● **Work item**: Give every line of the data again, exactly.

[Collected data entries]
Content starts

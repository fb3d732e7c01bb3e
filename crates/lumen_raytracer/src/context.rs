//! Immutable per-job render snapshot.

use std::sync::Arc;

use lumen_core::Scene;
use lumen_math::{Camera, Mat4, Ray, UVec2, Vec2, Vec3};

use crate::environment::EnvironmentSampler;
use crate::error::{RayTraceError, Result};
use crate::geometry::{RenderMaterial, Triangle, TriangleList};
use crate::kdtree::KdTree;
use crate::options::RaytraceOptions;
use crate::Color;

/// Everything a worker reads while rendering one job.
///
/// Built once on the calling thread, then shared read-only (behind an
/// `Arc`) by the ordering pass and every worker.
pub struct RenderContext {
    pub tree: KdTree,
    pub materials: Vec<RenderMaterial>,
    pub camera: Camera,
    /// Cached for primary ray generation
    pub inverse_view_projection: Mat4,
    pub viewport: UVec2,
    pub environment: Option<Arc<dyn EnvironmentSampler>>,
}

impl RenderContext {
    /// Flatten `scene` and build the KD-tree.
    pub fn new(
        scene: &Scene,
        camera: &Camera,
        viewport: UVec2,
        options: &RaytraceOptions,
        environment: Option<Arc<dyn EnvironmentSampler>>,
    ) -> Result<Self> {
        Self::from_triangles(TriangleList::from_scene(scene), camera, viewport, options, environment)
    }

    /// Build the KD-tree over an already flattened triangle list.
    ///
    /// The camera's aspect ratio is replaced by the viewport's.
    pub fn from_triangles(
        list: TriangleList,
        camera: &Camera,
        viewport: UVec2,
        options: &RaytraceOptions,
        environment: Option<Arc<dyn EnvironmentSampler>>,
    ) -> Result<Self> {
        if viewport.x == 0 || viewport.y == 0 {
            return Err(RayTraceError::InvalidViewport {
                width: viewport.x,
                height: viewport.y,
            });
        }
        options.validate()?;

        let TriangleList {
            triangles,
            materials,
        } = list;
        let tree = KdTree::build(triangles, options.max_kd_tree_depth, options.kd_tree_splits)?;

        let mut camera = *camera;
        camera.set_aspect(viewport.x as f32 / viewport.y as f32);

        Ok(Self {
            tree,
            materials,
            inverse_view_projection: camera.inverse_view_projection(),
            camera,
            viewport,
            environment,
        })
    }

    /// Material of a triangle, falling back to the default entry.
    #[inline]
    pub fn material(&self, triangle: &Triangle) -> &RenderMaterial {
        self.materials
            .get(triangle.material_index)
            .or_else(|| self.materials.last())
            .unwrap_or(&DEFAULT_MATERIAL)
    }

    /// Radiance for rays leaving the scene; black without an environment.
    #[inline]
    pub fn environment_color(&self, direction: Vec3) -> Color {
        self.environment
            .as_ref()
            .map_or(Color::ZERO, |env| env.sample_in_direction(direction))
    }

    /// Primary ray through a point in pixel space.
    ///
    /// `(0, 0)` is the top-left corner of the viewport and `viewport` the
    /// bottom-right one; pixel `(x, y)` covers `[x, x+1) x [y, y+1)`.
    pub fn pixel_ray(&self, point: Vec2) -> Ray {
        let size = self.viewport.as_vec2();
        let ndc = Vec2::new(point.x / size.x * 2.0 - 1.0, 1.0 - point.y / size.y * 2.0);
        self.camera.cast_ray_with(&self.inverse_view_projection, ndc)
    }
}

static DEFAULT_MATERIAL: RenderMaterial = RenderMaterial {
    diffuse: Vec3::splat(0.5),
    specular: Vec3::ZERO,
    emissive: Vec3::ZERO,
    roughness: 1.0,
    ior: 0.0,
};
use glam::{Mat4, Vec2, Vec3};

use crate::Ray;

/// Perspective pinhole camera.
///
/// Normalized device coordinates follow glam's right-handed convention:
/// x and y in `[-1, 1]` with +y up, depth in `[0, 1]` from near to far.
#[derive(Debug, Clone, Copy)]
pub struct Camera {
    pub position: Vec3,
    pub target: Vec3,
    pub up: Vec3,
    pub fov_y: f32,
    pub aspect: f32,
    pub near: f32,
    pub far: f32,
}

impl Camera {
    /// Create a new camera
    pub fn new(position: Vec3, target: Vec3, aspect: f32) -> Self {
        Self {
            position,
            target,
            up: Vec3::Y,
            fov_y: 45.0_f32.to_radians(),
            aspect,
            near: 0.1,
            far: 100.0,
        }
    }

    /// Get the view matrix (world → camera space)
    pub fn view_matrix(&self) -> Mat4 {
        Mat4::look_at_rh(self.position, self.target, self.up)
    }

    /// Get the projection matrix (camera → clip space)
    pub fn projection_matrix(&self) -> Mat4 {
        Mat4::perspective_rh(self.fov_y, self.aspect, self.near, self.far)
    }

    /// Get the combined view-projection matrix
    pub fn view_projection_matrix(&self) -> Mat4 {
        self.projection_matrix() * self.view_matrix()
    }

    /// Update aspect ratio (e.g., on window resize)
    pub fn set_aspect(&mut self, aspect: f32) {
        self.aspect = aspect;
    }

    /// Inverse of the view-projection matrix, for [`Camera::cast_ray_with`].
    pub fn inverse_view_projection(&self) -> Mat4 {
        self.view_projection_matrix().inverse()
    }

    /// Build the primary ray through a point given in normalized device coordinates.
    ///
    /// The ray starts at the camera position and its direction is normalized.
    pub fn cast_ray(&self, ndc: Vec2) -> Ray {
        self.cast_ray_with(&self.inverse_view_projection(), ndc)
    }

    /// [`Camera::cast_ray`] with the inverse view-projection computed once by the caller.
    pub fn cast_ray_with(&self, inverse_view_projection: &Mat4, ndc: Vec2) -> Ray {
        let far = *inverse_view_projection * ndc.extend(1.0).extend(1.0);
        let far = far.truncate() / far.w;
        Ray::new(self.position, (far - self.position).normalize())
    }

    /// Project a world-space point into normalized device coordinates.
    ///
    /// Returns `None` for points behind the camera.
    pub fn project(&self, point: Vec3) -> Option<Vec3> {
        let clip = self.view_projection_matrix() * point.extend(1.0);
        if clip.w <= f32::EPSILON {
            return None;
        }
        Some(clip.truncate() / clip.w)
    }
}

Content ends

● **Solved problem**:
repository fb3d732e7c01bb3e
filename crates/lumen_raytracer/src/context.rs
//! Immutable per-job render snapshot.

use std::sync::Arc;

use lumen_core::Scene;
use lumen_math::{Camera, Mat4, Ray, UVec2, Vec2, Vec3};

use crate::environment::EnvironmentSampler;
use crate::error::{RayTraceError, Result};
use crate::geometry::{RenderMaterial, Triangle, TriangleList};
use crate::kdtree::KdTree;
use crate::options::RaytraceOptions;
use crate::Color;

/// Everything a worker reads while rendering one job.
///
/// Built once on the calling thread, then shared read-only (behind an
/// `Arc`) by the ordering pass and every worker.
pub struct RenderContext {
    pub tree: KdTree,
    pub materials: Vec<RenderMaterial>,
    pub camera: Camera,
    /// Cached for primary ray generation
    pub inverse_view_projection: Mat4,
    pub viewport: UVec2,
    pub environment: Option<Arc<dyn EnvironmentSampler>>,
}

impl RenderContext {
    /// Flatten `scene` and build the KD-tree.
    pub fn new(
        scene: &Scene,
        camera: &Camera,
        viewport: UVec2,
        options: &RaytraceOptions,
        environment: Option<Arc<dyn EnvironmentSampler>>,
    ) -> Result<Self> {
        Self::from_triangles(TriangleList::from_scene(scene), camera, viewport, options, environment)
    }

    /// Build the KD-tree over an already flattened triangle list.
    ///
    /// The camera's aspect ratio is replaced by the viewport's.
    pub fn from_triangles(
        list: TriangleList,
        camera: &Camera,
        viewport: UVec2,
        options: &RaytraceOptions,
        environment: Option<Arc<dyn EnvironmentSampler>>,
    ) -> Result<Self> {
        if viewport.x == 0 || viewport.y == 0 {
            return Err(RayTraceError::InvalidViewport {
                width: viewport.x,
                height: viewport.y,
            });
        }
        options.validate()?;

        let TriangleList {
            triangles,
            materials,
        } = list;
        let tree = KdTree::build(triangles, options.max_kd_tree_depth, options.kd_tree_splits)?;

        let mut camera = *camera;
        camera.set_aspect(viewport.x as f32 / viewport.y as f32);

        Ok(Self {
            tree,
            materials,
            inverse_view_projection: camera.inverse_view_projection(),
            camera,
            viewport,
            environment,
        })
    }

    /// Material of a triangle, falling back to the default entry.
    #[inline]
    pub fn material(&self, triangle: &Triangle) -> &RenderMaterial {
        self.materials
            .get(triangle.material_index)
            .or_else(|| self.materials.last())
            .unwrap_or(&DEFAULT_MATERIAL)
    }

    /// Radiance for rays leaving the scene; black without an environment.
    #[inline]
    pub fn environment_color(&self, direction: Vec3) -> Color {
        self.environment
            .as_ref()
            .map_or(Color::ZERO, |env| env.sample_in_direction(direction))
    }

    /// Primary ray through a point in pixel space.
    ///
    /// `(0, 0)` is the top-left corner of the viewport and `viewport` the
    /// bottom-right one; pixel `(x, y)` covers `[x, x+1) x [y, y+1)`.
    pub fn pixel_ray(&self, point: Vec2) -> Ray {
        let size = self.viewport.as_vec2();
        let ndc = Vec2::new(point.x / size.x * 2.0 - 1.0, 1.0 - point.y / size.y * 2.0);
        self.camera.cast_ray_with(&self.inverse_view_projection, ndc)
    }
}

static DEFAULT_MATERIAL: RenderMaterial = RenderMaterial {
    diffuse: Vec3::splat(0.5),
    specular: Vec3::ZERO,
    emissive: Vec3::ZERO,
    roughness: 1.0,
    ior: 0.0,
};
use glam::{Mat4, Vec2, Vec3};

use crate::Ray;

/// Perspective pinhole camera.
///
/// Normalized device coordinates follow glam's right-handed convention:
/// x and y in `[-1, 1]` with +y up, depth in `[0, 1]` from near to far.
#[derive(Debug, Clone, Copy)]
pub struct Camera {
    pub position: Vec3,
    pub target: Vec3,
    pub up: Vec3,
    pub fov_y: f32,
    pub aspect: f32,
    pub near: f32,
    pub far: f32,
}

impl Camera {
    /// Create a new camera
    pub fn new(position: Vec3, target: Vec3, aspect: f32) -> Self {
        Self {
            position,
            target,
            up: Vec3::Y,
            fov_y: 45.0_f32.to_radians(),
            aspect,
            near: 0.1,
            far: 100.0,
        }
    }

    /// Get the view matrix (world → camera space)
    pub fn view_matrix(&self) -> Mat4 {
        Mat4::look_at_rh(self.position, self.target, self.up)
    }

    /// Get the projection matrix (camera → clip space)
    pub fn projection_matrix(&self) -> Mat4 {
        Mat4::perspective_rh(self.fov_y, self.aspect, self.near, self.far)
    }

    /// Get the combined view-projection matrix
    pub fn view_projection_matrix(&self) -> Mat4 {
        self.projection_matrix() * self.view_matrix()
    }

    /// Update aspect ratio (e.g., on window resize)
    pub fn set_aspect(&mut self, aspect: f32) {
        self.aspect = aspect;
    }

    /// Inverse of the view-projection matrix, for [`Camera::cast_ray_with`].
    pub fn inverse_view_projection(&self) -> Mat4 {
        self.view_projection_matrix().inverse()
    }

    /// Build the primary ray through a point given in normalized device coordinates.
    ///
    /// The ray starts at the camera position and its direction is normalized.
    pub fn cast_ray(&self, ndc: Vec2) -> Ray {
        self.cast_ray_with(&self.inverse_view_projection(), ndc)
    }

    /// [`Camera::cast_ray`] with the inverse view-projection computed once by the caller.
    pub fn cast_ray_with(&self, inverse_view_projection: &Mat4, ndc: Vec2) -> Ray {
        let far = *inverse_view_projection * ndc.extend(1.0).extend(1.0);
        let far = far.truncate() / far.w;
        Ray::new(self.position, (far - self.position).normalize())
    }

    /// Project a world-space point into normalized device coordinates.
    ///
    /// Returns `None` for points behind the camera.
    pub fn project(&self, point: Vec3) -> Option<Vec3> {
        let clip = self.view_projection_matrix() * point.extend(1.0);
        if clip.w <= f32::EPSILON {
            return None;
        }
        Some(clip.truncate() / clip.w)
    }
}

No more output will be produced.